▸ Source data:
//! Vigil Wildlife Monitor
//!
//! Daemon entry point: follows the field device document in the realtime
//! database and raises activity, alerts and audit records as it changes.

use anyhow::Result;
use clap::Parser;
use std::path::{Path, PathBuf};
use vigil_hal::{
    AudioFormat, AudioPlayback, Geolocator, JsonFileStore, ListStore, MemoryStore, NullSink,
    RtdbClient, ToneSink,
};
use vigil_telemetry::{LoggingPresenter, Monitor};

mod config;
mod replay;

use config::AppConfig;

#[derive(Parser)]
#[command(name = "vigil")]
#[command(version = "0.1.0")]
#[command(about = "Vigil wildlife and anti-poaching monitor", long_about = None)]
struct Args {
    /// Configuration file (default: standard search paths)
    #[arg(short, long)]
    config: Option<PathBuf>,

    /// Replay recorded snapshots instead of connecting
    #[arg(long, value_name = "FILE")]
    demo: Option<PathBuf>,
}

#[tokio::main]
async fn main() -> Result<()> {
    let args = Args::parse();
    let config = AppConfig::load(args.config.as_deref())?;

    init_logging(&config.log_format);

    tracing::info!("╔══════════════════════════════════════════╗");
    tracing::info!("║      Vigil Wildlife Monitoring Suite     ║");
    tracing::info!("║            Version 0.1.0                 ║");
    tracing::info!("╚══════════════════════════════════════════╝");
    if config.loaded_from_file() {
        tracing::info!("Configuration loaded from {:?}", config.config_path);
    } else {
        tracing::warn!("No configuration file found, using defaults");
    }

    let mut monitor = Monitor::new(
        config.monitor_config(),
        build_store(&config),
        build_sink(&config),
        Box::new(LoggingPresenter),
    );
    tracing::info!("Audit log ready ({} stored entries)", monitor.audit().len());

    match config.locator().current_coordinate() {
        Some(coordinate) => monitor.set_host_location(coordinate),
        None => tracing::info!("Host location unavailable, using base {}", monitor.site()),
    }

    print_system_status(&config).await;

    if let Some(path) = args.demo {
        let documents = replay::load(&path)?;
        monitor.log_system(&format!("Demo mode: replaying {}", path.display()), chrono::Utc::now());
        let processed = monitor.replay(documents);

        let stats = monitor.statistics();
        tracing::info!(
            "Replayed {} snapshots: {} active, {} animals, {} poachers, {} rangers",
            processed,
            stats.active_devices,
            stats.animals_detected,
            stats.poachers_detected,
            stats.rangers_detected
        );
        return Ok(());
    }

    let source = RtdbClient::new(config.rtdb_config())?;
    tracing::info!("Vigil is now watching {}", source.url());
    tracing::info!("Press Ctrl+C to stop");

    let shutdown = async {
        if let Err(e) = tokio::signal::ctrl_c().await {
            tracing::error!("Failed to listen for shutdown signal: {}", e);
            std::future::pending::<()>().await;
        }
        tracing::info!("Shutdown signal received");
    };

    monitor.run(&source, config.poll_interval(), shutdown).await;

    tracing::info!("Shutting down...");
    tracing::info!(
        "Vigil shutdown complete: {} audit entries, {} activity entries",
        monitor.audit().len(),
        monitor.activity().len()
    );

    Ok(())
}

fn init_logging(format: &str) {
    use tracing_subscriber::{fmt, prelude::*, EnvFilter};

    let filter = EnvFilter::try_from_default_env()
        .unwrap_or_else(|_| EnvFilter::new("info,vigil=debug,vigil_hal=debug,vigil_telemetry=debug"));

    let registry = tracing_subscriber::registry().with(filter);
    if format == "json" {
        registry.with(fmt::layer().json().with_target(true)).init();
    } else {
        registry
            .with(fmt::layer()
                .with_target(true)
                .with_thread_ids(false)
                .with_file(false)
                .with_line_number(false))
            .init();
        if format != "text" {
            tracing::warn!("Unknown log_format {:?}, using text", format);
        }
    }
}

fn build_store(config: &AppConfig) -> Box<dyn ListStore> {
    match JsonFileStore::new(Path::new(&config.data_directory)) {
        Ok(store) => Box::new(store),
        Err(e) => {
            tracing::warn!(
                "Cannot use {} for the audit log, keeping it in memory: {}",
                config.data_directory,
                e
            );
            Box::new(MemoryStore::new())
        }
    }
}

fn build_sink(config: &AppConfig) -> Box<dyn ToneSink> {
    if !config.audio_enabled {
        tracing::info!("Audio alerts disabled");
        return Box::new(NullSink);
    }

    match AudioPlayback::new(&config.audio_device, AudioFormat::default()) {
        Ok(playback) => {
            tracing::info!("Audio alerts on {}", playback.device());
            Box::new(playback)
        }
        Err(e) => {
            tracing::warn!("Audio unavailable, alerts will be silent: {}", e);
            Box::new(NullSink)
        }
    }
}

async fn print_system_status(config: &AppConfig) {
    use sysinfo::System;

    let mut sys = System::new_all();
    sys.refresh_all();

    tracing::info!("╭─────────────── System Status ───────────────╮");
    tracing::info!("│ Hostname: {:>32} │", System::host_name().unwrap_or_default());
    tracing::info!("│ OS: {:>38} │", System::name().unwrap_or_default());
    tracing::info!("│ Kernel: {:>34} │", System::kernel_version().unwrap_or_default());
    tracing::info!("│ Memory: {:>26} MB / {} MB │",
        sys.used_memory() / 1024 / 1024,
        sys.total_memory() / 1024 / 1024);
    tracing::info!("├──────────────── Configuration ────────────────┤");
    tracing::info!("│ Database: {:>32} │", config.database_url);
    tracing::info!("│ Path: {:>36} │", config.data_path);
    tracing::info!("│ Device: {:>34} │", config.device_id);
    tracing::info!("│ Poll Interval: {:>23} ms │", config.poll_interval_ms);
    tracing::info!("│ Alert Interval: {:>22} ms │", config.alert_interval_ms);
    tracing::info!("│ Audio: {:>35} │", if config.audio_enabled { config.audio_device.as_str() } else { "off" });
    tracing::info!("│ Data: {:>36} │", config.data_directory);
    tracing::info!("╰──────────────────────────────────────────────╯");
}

▸ WHAT IS EXPECTED: Looking at the entries above, say how many lines contain the word "signal". Nothing but the number is needed.

▸ SOLUTION BELOW: 3